• [TASK INSTRUCTIONS] Each entry below has to be written out again exactly.

• [EXTRACTED ENTRIES]
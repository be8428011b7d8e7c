use async_trait::async_trait;
use chrono::{DateTime, Utc};
use sqlx::PgPool;

use crate::errors::StoreError;
use crate::models::job::{CanonicalJob, JobRow};
use crate::store::{retention_cutoff, JobStore, UpsertOutcome};

#[derive(Clone)]
pub struct PgJobStore {
    pool: PgPool,
}

impl PgJobStore {
    pub fn new(pool: PgPool) -> Self {
        Self { pool }
    }
}

fn into_job(row: JobRow) -> Result<CanonicalJob, StoreError> {
    let key = row.job_id.clone();
    CanonicalJob::try_from(row).map_err(|reason| StoreError::Corrupt { key, reason })
}

#[async_trait]
impl JobStore for PgJobStore {
    async fn upsert(&self, job: &CanonicalJob) -> Result<UpsertOutcome, StoreError> {
        let (salary_min, salary_max, salary_currency) = match &job.salary {
            Some(s) => (s.min, s.max, s.currency.clone()),
            None => (None, None, None),
        };

        // xmax = 0 only for a freshly inserted tuple
        let inserted: bool = sqlx::query_scalar(
            r#"
            INSERT INTO jobs
                (job_id, title, company, location, region, job_type, experience_level,
                 description, required_skills, salary_min, salary_max, salary_currency,
                 is_remote, url, source, posted_at, fetched_at)
            VALUES ($1, $2, $3, $4, $5, $6, $7, $8, $9, $10, $11, $12, $13, $14, $15, $16, $17)
            ON CONFLICT (job_id) DO UPDATE SET
                description = EXCLUDED.description,
                required_skills = EXCLUDED.required_skills,
                salary_min = EXCLUDED.salary_min,
                salary_max = EXCLUDED.salary_max,
                salary_currency = EXCLUDED.salary_currency,
                posted_at = EXCLUDED.posted_at,
                fetched_at = EXCLUDED.fetched_at,
                url = EXCLUDED.url,
                updated_at = NOW()
            RETURNING (xmax = 0)
            "#,
        )
        .bind(&job.job_id)
        .bind(&job.title)
        .bind(&job.company)
        .bind(&job.location)
        .bind(job.region.as_str())
        .bind(&job.job_type)
        .bind(job.experience_level.as_str())
        .bind(&job.description)
        .bind(&job.required_skills)
        .bind(salary_min)
        .bind(salary_max)
        .bind(salary_currency)
        .bind(job.is_remote)
        .bind(&job.url)
        .bind(&job.source)
        .bind(job.posted_date)
        .bind(job.fetched_at)
        .fetch_one(&self.pool)
        .await?;

        Ok(if inserted {
            UpsertOutcome::Inserted
        } else {
            UpsertOutcome::Updated
        })
    }

    async fn get(&self, job_id: &str) -> Result<Option<CanonicalJob>, StoreError> {
        sqlx::query_as::<_, JobRow>("SELECT * FROM jobs WHERE job_id = $1")
            .bind(job_id)
            .fetch_optional(&self.pool)
            .await?
            .map(into_job)
            .transpose()
    }

    async fn recent(&self, limit: usize) -> Result<Vec<CanonicalJob>, StoreError> {
        let limit = i64::try_from(limit).unwrap_or(i64::MAX);
        sqlx::query_as::<_, JobRow>(
            r#"
            SELECT * FROM jobs
            ORDER BY COALESCE(posted_at, fetched_at) DESC, job_id ASC
            LIMIT $1
            "#,
        )
        .bind(limit)
        .fetch_all(&self.pool)
        .await?
        .into_iter()
        .map(into_job)
        .collect()
    }

    async fn prune_older_than(&self, days: i64, now: DateTime<Utc>) -> Result<u64, StoreError> {
        let result = sqlx::query("DELETE FROM jobs WHERE COALESCE(posted_at, fetched_at) < $1")
            .bind(retention_cutoff(days, now))
            .execute(&self.pool)
            .await?;
        Ok(result.rows_affected())
    }

    async fn count(&self) -> Result<u64, StoreError> {
        let count: i64 = sqlx::query_scalar("SELECT COUNT(*) FROM jobs")
            .fetch_one(&self.pool)
            .await?;
        Ok(count.max(0) as u64)
    }
}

• [SOLUTION FOR THIS PROBLEM]
repository be8428011b7d8e7c
use async_trait::async_trait;
use chrono::{DateTime, Utc};
use sqlx::PgPool;

use crate::errors::StoreError;
use crate::models::job::{CanonicalJob, JobRow};
use crate::store::{retention_cutoff, JobStore, UpsertOutcome};

#[derive(Clone)]
pub struct PgJobStore {
    pool: PgPool,
}

impl PgJobStore {
    pub fn new(pool: PgPool) -> Self {
        Self { pool }
    }
}

fn into_job(row: JobRow) -> Result<CanonicalJob, StoreError> {
    let key = row.job_id.clone();
    CanonicalJob::try_from(row).map_err(|reason| StoreError::Corrupt { key, reason })
}

#[async_trait]
impl JobStore for PgJobStore {
    async fn upsert(&self, job: &CanonicalJob) -> Result<UpsertOutcome, StoreError> {
        let (salary_min, salary_max, salary_currency) = match &job.salary {
            Some(s) => (s.min, s.max, s.currency.clone()),
            None => (None, None, None),
        };

        // xmax = 0 only for a freshly inserted tuple
        let inserted: bool = sqlx::query_scalar(
            r#"
            INSERT INTO jobs
                (job_id, title, company, location, region, job_type, experience_level,
                 description, required_skills, salary_min, salary_max, salary_currency,
                 is_remote, url, source, posted_at, fetched_at)
            VALUES ($1, $2, $3, $4, $5, $6, $7, $8, $9, $10, $11, $12, $13, $14, $15, $16, $17)
            ON CONFLICT (job_id) DO UPDATE SET
                description = EXCLUDED.description,
                required_skills = EXCLUDED.required_skills,
                salary_min = EXCLUDED.salary_min,
                salary_max = EXCLUDED.salary_max,
                salary_currency = EXCLUDED.salary_currency,
                posted_at = EXCLUDED.posted_at,
                fetched_at = EXCLUDED.fetched_at,
                url = EXCLUDED.url,
                updated_at = NOW()
            RETURNING (xmax = 0)
            "#,
        )
        .bind(&job.job_id)
        .bind(&job.title)
        .bind(&job.company)
        .bind(&job.location)
        .bind(job.region.as_str())
        .bind(&job.job_type)
        .bind(job.experience_level.as_str())
        .bind(&job.description)
        .bind(&job.required_skills)
        .bind(salary_min)
        .bind(salary_max)
        .bind(salary_currency)
        .bind(job.is_remote)
        .bind(&job.url)
        .bind(&job.source)
        .bind(job.posted_date)
        .bind(job.fetched_at)
        .fetch_one(&self.pool)
        .await?;

        Ok(if inserted {
            UpsertOutcome::Inserted
        } else {
            UpsertOutcome::Updated
        })
    }

    async fn get(&self, job_id: &str) -> Result<Option<CanonicalJob>, StoreError> {
        sqlx::query_as::<_, JobRow>("SELECT * FROM jobs WHERE job_id = $1")
            .bind(job_id)
            .fetch_optional(&self.pool)
            .await?
            .map(into_job)
            .transpose()
    }

    async fn recent(&self, limit: usize) -> Result<Vec<CanonicalJob>, StoreError> {
        let limit = i64::try_from(limit).unwrap_or(i64::MAX);
        sqlx::query_as::<_, JobRow>(
            r#"
            SELECT * FROM jobs
            ORDER BY COALESCE(posted_at, fetched_at) DESC, job_id ASC
            LIMIT $1
            "#,
        )
        .bind(limit)
        .fetch_all(&self.pool)
        .await?
        .into_iter()
        .map(into_job)
        .collect()
    }

    async fn prune_older_than(&self, days: i64, now: DateTime<Utc>) -> Result<u64, StoreError> {
        let result = sqlx::query("DELETE FROM jobs WHERE COALESCE(posted_at, fetched_at) < $1")
            .bind(retention_cutoff(days, now))
            .execute(&self.pool)
            .await?;
        Ok(result.rows_affected())
    }

    async fn count(&self) -> Result<u64, StoreError> {
        let count: i64 = sqlx::query_scalar("SELECT COUNT(*) FROM jobs")
            .fetch_one(&self.pool)
            .await?;
        Ok(count.max(0) as u64)
    }
}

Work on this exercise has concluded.